--- What is being asked ---
Extract, unchanged, each line of the listing below from its first line through the line that contains "PROMOTION + piece_value(promotion)", inclusive, and nothing else.

§

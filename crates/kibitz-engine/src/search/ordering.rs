//! Move ordering.
//!
//! Bands, highest first: the transposition-table move, killers, quiet moves
//! with a positive history score, promotions, captures by MVV/LVA, and the
//! remaining quiet moves.

use chess::Piece;
use kibitz_core::{Move, Position};

use crate::eval::material::piece_value;
use crate::search::heuristics::HistoryTable;

const TT_MOVE: i32 = 4_000_000;
const KILLER: i32 = 3_000_000;
const HISTORY: i32 = 2_000_000;
const PROMOTION: i32 = 1_000_000;
const CAPTURE: i32 = 100_000;

/// Attacker value for MVV/LVA. The king is the least desirable capturer.
fn attacker_value(piece: Piece) -> i32 {
    match piece {
        Piece::King => 1_000,
        other => piece_value(other),
    }
}

/// `victim × 10 − attacker`, or `None` if `mv` is not a capture.
pub fn mvv_lva(pos: &Position, mv: Move) -> Option<i32> {
    let victim = pos.captured_piece(mv)?;
    let attacker = pos.board().piece_on(mv.get_source()).unwrap_or(Piece::Pawn);
    Some(piece_value(victim) * 10 - attacker_value(attacker))
}

/// Incremental move picker using selection sort.
///
/// Yields moves in descending score order; ties keep generation order.
pub struct MovePicker {
    moves: Vec<(Move, i32)>,
    cursor: usize,
}

impl MovePicker {
    /// Order every legal move for the main search.
    pub fn new(
        pos: &Position,
        tt_move: Option<Move>,
        killers: [Option<Move>; 2],
        history: &HistoryTable,
    ) -> Self {
        let moves = pos
            .legal_moves()
            .into_iter()
            .map(|mv| {
                let score = if Some(mv) == tt_move {
                    TT_MOVE
                } else if Some(mv) == killers[0] {
                    KILLER + 1
                } else if Some(mv) == killers[1] {
                    KILLER
                } else if let Some(promotion) = mv.get_promotion() {
                    PROMOTION + piece_value(promotion)
                } else if let Some(mvv) = mvv_lva(pos, mv) {
                    CAPTURE + mvv
                } else if history.score(mv) > 0 {
                    HISTORY + history.score(mv).min(PROMOTION - 1)
                } else {
                    0
                };
                (mv, score)
            })
            .collect();
        Self { moves, cursor: 0 }
    }

    /// Order the legal captures for quiescence search.
    pub fn captures(pos: &Position) -> Self {
        let moves = pos
            .captures()
            .into_iter()
            .filter_map(|mv| mvv_lva(pos, mv).map(|score| (mv, score)))
            .collect();
        Self { moves, cursor: 0 }
    }

    /// Yield the next highest-scored move.
    pub fn pick_next(&mut self) -> Option<Move> {
        if self.cursor >= self.moves.len() {
            return None;
        }

        let mut best = self.cursor;
        for i in (self.cursor + 1)..self.moves.len() {
            if self.moves[i].1 > self.moves[best].1 {
                best = i;
            }
        }

        self.moves.swap(self.cursor, best);
        let mv = self.moves[self.cursor].0;
        self.cursor += 1;
        Some(mv)
    }
}

#[cfg(test)]
mod tests {
    use std::str::FromStr;

    use kibitz_core::{Move, Position};

    use super::{MovePicker, mvv_lva};
    use crate::search::heuristics::HistoryTable;

    fn mv(text: &str) -> Move {
        Move::from_str(text).unwrap()
    }

    fn drain(mut picker: MovePicker) -> Vec<Move> {
        std::iter::from_fn(|| picker.pick_next()).collect()
    }

    #[test]
    fn pawn_takes_queen_beats_queen_takes_pawn() {
        // White pawn on c4 and queen on a5 can both capture: c4xd5 wins a
        // queen, Qa5xa7 wins a pawn.
        let pos = Position::from_fen("4k3/p7/8/Q2q4/2P5/8/8/4K3 w - - 0 1").unwrap();
        let pxq = mvv_lva(&pos, mv("c4d5")).unwrap();
        let qxp = mvv_lva(&pos, mv("a5a7")).unwrap();
        assert!(pxq > qxp);
        assert_eq!(mvv_lva(&pos, mv("e1e2")), None);
    }

    #[test]
    fn picker_yields_every_move_once() {
        let pos = Position::new();
        let moves = drain(MovePicker::new(&pos, None, [None; 2], &HistoryTable::new()));
        assert_eq!(moves.len(), 20);
    }

    #[test]
    fn tt_move_then_killers_then_history() {
        let pos = Position::new();
        let mut history = HistoryTable::new();
        history.update(mv("b1c3"), 2);
        let picker = MovePicker::new(
            &pos,
            Some(mv("e2e4")),
            [Some(mv("d2d4")), Some(mv("g1f3"))],
            &history,
        );
        let order = drain(picker);
        assert_eq!(&order[..4], &[mv("e2e4"), mv("d2d4"), mv("g1f3"), mv("b1c3")]);
    }

    #[test]
    fn promotions_precede_captures() {
        // e7e8 promotes; Qd1xd7 captures a pawn.
        let pos = Position::from_fen("k7/3pP3/8/8/8/8/8/3QK3 w - - 0 1").unwrap();
        let order = drain(MovePicker::new(&pos, None, [None; 2], &HistoryTable::new()));
        assert_eq!(order[0], mv("e7e8q"));
        let first_capture = order.iter().position(|&m| m == mv("d1d7")).unwrap();
        let last_promotion = order.iter().rposition(|m| m.get_promotion().is_some()).unwrap();
        assert!(last_promotion < first_capture);
    }

    #[test]
    fn history_only_lifts_quiet_moves() {
        // e4xd5 shares its from/to pair with a history entry, but as a
        // capture it stays in the capture band below the quiet Ke1d2.
        let pos = Position::from_fen("4k3/8/8/3p4/4P3/8/8/4K3 w - - 0 1").unwrap();
        let mut history = HistoryTable::new();
        history.update(mv("e4d5"), 10);
        history.update(mv("e1d2"), 1);
        let order = drain(MovePicker::new(&pos, None, [None; 2], &history));
        assert_eq!(&order[..2], &[mv("e1d2"), mv("e4d5")]);
    }

    #[test]
    fn capture_picker_skips_quiet_moves() {
        let pos = Position::new();
        assert!(drain(MovePicker::captures(&pos)).is_empty());

        let pos = Position::from_fen("4k3/8/8/3p4/4P3/8/8/4K3 w - - 0 1").unwrap();
        assert_eq!(drain(MovePicker::captures(&pos)), vec![mv("e4d5")]);
    }
}
//! Tunable evaluation coefficients.

use std::path::Path;

use serde::{Deserialize, Serialize};

use crate::config;
use crate::error::ConfigError;

/// Default file name for tuned evaluation weights.
pub const WEIGHTS_FILE: &str = "tuned_weights.json";

/// Scalar coefficients for the positional evaluation terms.
///
/// Every field is optional in the JSON form; missing keys keep their
/// default and unknown keys are ignored.
#[derive(Debug, Clone, Copy, PartialEq, Serialize, Deserialize)]
#[serde(default)]
pub struct EvalWeights {
    pub bishop_pair: f32,
    /// Per legal move of difference between the two sides.
    pub mobility: f32,
    /// Per piece on d4, e4, d5 or e5.
    pub center_control: f32,
    /// Penalty per knight or bishop still on its starting square.
    pub development: f32,
    /// Bonus while any castling right remains.
    pub castling: f32,
    pub isolated_pawn: f32,
    pub doubled_pawn: f32,
    pub backward_pawn: f32,
    /// Multiplied by `relative_rank / 7` of the pawn.
    pub passed_pawn: f32,
    pub rook_open_file: f32,
    #[serde(rename = "rook_7th")]
    pub rook_seventh: f32,
    pub rook_connected: f32,
    pub pawn_shield: f32,
    pub king_open_file: f32,
    pub king_attack_zone: f32,
    pub tempo: f32,
    /// Draw penalty charged to the side to move.
    pub contempt: f32,
}

impl Default for EvalWeights {
    fn default() -> Self {
        Self {
            bishop_pair: 30.0,
            mobility: 3.0,
            center_control: 10.0,
            development: 15.0,
            castling: 15.0,
            isolated_pawn: 12.0,
            doubled_pawn: 10.0,
            backward_pawn: 8.0,
            passed_pawn: 20.0,
            rook_open_file: 15.0,
            rook_seventh: 20.0,
            rook_connected: 10.0,
            pawn_shield: 10.0,
            king_open_file: 20.0,
            king_attack_zone: 8.0,
            tempo: 10.0,
            contempt: 20.0,
        }
    }
}

impl EvalWeights {
    /// Load weights from a JSON file.
    pub fn from_json_file(path: impl AsRef<Path>) -> Result<Self, ConfigError> {
        config::from_json_file(path.as_ref())
    }

    /// Load weights from a JSON file, or use the defaults if it is missing
    /// or malformed.
    pub fn load_or_default(path: impl AsRef<Path>) -> Self {
        config::load_or_default(path.as_ref())
    }
}
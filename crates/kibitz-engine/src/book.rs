//! A small built-in opening book.

use std::collections::HashMap;

use kibitz_core::{Move, Position, parse_move};
use tracing::warn;

/// Book lines in UCI notation, each played from the initial position.
///
/// Every prefix of a line maps to the move that follows it. When two lines
/// share a prefix the earlier line decides.
const STANDARD_LINES: &[&str] = &[
    "e2e4 e7e5 g1f3 b8c6 f1b5 a7a6 b5a4 g8f6 e1g1",
    "e2e4 e7e5 g1f3 b8c6 f1c4 f8c5 c2c3 g8f6",
    "e2e4 e7e5 g1f3 g8f6 f3e5 d7d6 e5f3",
    "e2e4 c7c5 g1f3 d7d6 d2d4 c5d4 f3d4 g8f6 b1c3",
    "e2e4 c7c5 g1f3 b8c6 d2d4 c5d4 f3d4",
    "e2e4 e7e6 d2d4 d7d5 b1c3 g8f6",
    "e2e4 c7c6 d2d4 d7d5 b1c3 d5e4 c3e4",
    "e2e4 d7d5 e4d5 d8d5 b1c3",
    "d2d4 d7d5 c2c4 e7e6 b1c3 g8f6 c1g5",
    "d2d4 d7d5 c2c4 c7c6 g1f3 g8f6",
    "d2d4 g8f6 c2c4 e7e6 b1c3 f8b4",
    "d2d4 g8f6 c2c4 g7g6 b1c3 f8g7 e2e4",
    "c2c4 e7e5 b1c3 g8f6 g1f3",
    "g1f3 d7d5 d2d4 g8f6 c2c4",
];

/// Canonical key → move lookup consulted before searching.
#[derive(Debug, Clone, Default)]
pub struct OpeningBook {
    moves: HashMap<u64, Move>,
}

impl OpeningBook {
    /// An empty book.
    pub fn new() -> Self {
        Self::default()
    }

    /// The built-in repertoire.
    pub fn standard() -> Self {
        let mut book = Self::new();
        for line in STANDARD_LINES {
            book.add_line(line);
        }
        book
    }

    /// Add a whitespace-separated line of moves played from the initial
    /// position. Keys already in the book keep their move.
    ///
    /// A line with an illegal or unreadable move is kept up to that move.
    pub fn add_line(&mut self, line: &str) {
        let mut pos = Position::new();
        for text in line.split_whitespace() {
            let mv = match parse_move(&pos, text) {
                Ok(mv) => mv,
                Err(e) => {
                    warn!(line, error = %e, "truncating opening line");
                    return;
                }
            };
            self.moves.entry(pos.canonical_key()).or_insert(mv);
            pos.apply(mv);
        }
    }

    pub fn probe(&self, key: u64) -> Option<Move> {
        self.moves.get(&key).copied()
    }

    pub fn len(&self) -> usize {
        self.moves.len()
    }

    pub fn is_empty(&self) -> bool {
        self.moves.is_empty()
    }
}
//! Known wins against a bare king.
//!
//! When one side is reduced to its king and the other holds a single queen,
//! rook or pawn, the general evaluation is replaced by a large bonus that
//! drives the weak king to the edge (or pushes the pawn).

use chess::{BitBoard, Board, Color, Piece, Square};

use crate::eval::material::side_material;
use crate::eval::pawns::relative_rank;

const QUEEN_MATE_BASE: i32 = 5000;
const ROOK_MATE_BASE: i32 = 4500;
const PAWN_WIN_BASE: i32 = 800;

/// Minimum material lead for each pattern.
const QUEEN_IMBALANCE: i32 = 800;
const ROOK_IMBALANCE: i32 = 400;
const PAWN_IMBALANCE: i32 = 50;

/// Manhattan distance from `sq` to the nearest of the four centre squares.
pub(crate) fn center_distance(sq: Square) -> i32 {
    let file = sq.get_file().to_index() as i32;
    let rank = sq.get_rank().to_index() as i32;
    (3 - file).max(file - 4) + (3 - rank).max(rank - 4)
}

/// Manhattan distance between two squares.
pub(crate) fn distance(a: Square, b: Square) -> i32 {
    let df = a.get_file().to_index() as i32 - b.get_file().to_index() as i32;
    let dr = a.get_rank().to_index() as i32 - b.get_rank().to_index() as i32;
    df.abs() + dr.abs()
}

/// White-positive bonus if the position matches a bare-king pattern.
pub fn mating_pattern(board: &Board) -> Option<i32> {
    if let Some(bonus) = pattern_for(board, Color::White) {
        return Some(bonus);
    }
    pattern_for(board, Color::Black).map(|bonus| -bonus)
}

fn pattern_for(board: &Board, strong: Color) -> Option<i32> {
    let weak = !strong;
    let weak_pieces = *board.color_combined(weak);
    if weak_pieces.popcnt() != 1 {
        return None;
    }

    let strong_pieces = *board.color_combined(strong);
    if strong_pieces.popcnt() != 2 {
        return None;
    }

    let imbalance = side_material(board, strong) - side_material(board, weak);
    let strong_king = board.king_square(strong);
    let weak_king = board.king_square(weak);
    let extra = (strong_pieces & !BitBoard::from_square(strong_king)).to_square();

    let edge_drive = 100 * center_distance(weak_king) + 10 * (14 - distance(strong_king, weak_king));

    match board.piece_on(extra)? {
        Piece::Queen if imbalance > QUEEN_IMBALANCE => Some(QUEEN_MATE_BASE + edge_drive),
        Piece::Rook if imbalance > ROOK_IMBALANCE => Some(ROOK_MATE_BASE + edge_drive),
        Piece::Pawn if imbalance > PAWN_IMBALANCE => {
            let rank = relative_rank(strong, extra) as i32;
            Some(PAWN_WIN_BASE + 60 * rank)
        }
        _ => None,
    }
}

§

--- Response ---
filename crates/kibitz-engine/src/search/ordering.rs
//! Move ordering.
//!
//! Bands, highest first: the transposition-table move, killers, quiet moves
//! with a positive history score, promotions, captures by MVV/LVA, and the
//! remaining quiet moves.

use chess::Piece;
use kibitz_core::{Move, Position};

use crate::eval::material::piece_value;
use crate::search::heuristics::HistoryTable;

const TT_MOVE: i32 = 4_000_000;
const KILLER: i32 = 3_000_000;
const HISTORY: i32 = 2_000_000;
const PROMOTION: i32 = 1_000_000;
const CAPTURE: i32 = 100_000;

/// Attacker value for MVV/LVA. The king is the least desirable capturer.
fn attacker_value(piece: Piece) -> i32 {
    match piece {
        Piece::King => 1_000,
        other => piece_value(other),
    }
}

/// `victim × 10 − attacker`, or `None` if `mv` is not a capture.
pub fn mvv_lva(pos: &Position, mv: Move) -> Option<i32> {
    let victim = pos.captured_piece(mv)?;
    let attacker = pos.board().piece_on(mv.get_source()).unwrap_or(Piece::Pawn);
    Some(piece_value(victim) * 10 - attacker_value(attacker))
}

/// Incremental move picker using selection sort.
///
/// Yields moves in descending score order; ties keep generation order.
pub struct MovePicker {
    moves: Vec<(Move, i32)>,
    cursor: usize,
}

impl MovePicker {
    /// Order every legal move for the main search.
    pub fn new(
        pos: &Position,
        tt_move: Option<Move>,
        killers: [Option<Move>; 2],
        history: &HistoryTable,
    ) -> Self {
        let moves = pos
            .legal_moves()
            .into_iter()
            .map(|mv| {
                let score = if Some(mv) == tt_move {
                    TT_MOVE
                } else if Some(mv) == killers[0] {
                    KILLER + 1
                } else if Some(mv) == killers[1] {
                    KILLER
                } else if let Some(promotion) = mv.get_promotion() {
                    PROMOTION + piece_value(promotion)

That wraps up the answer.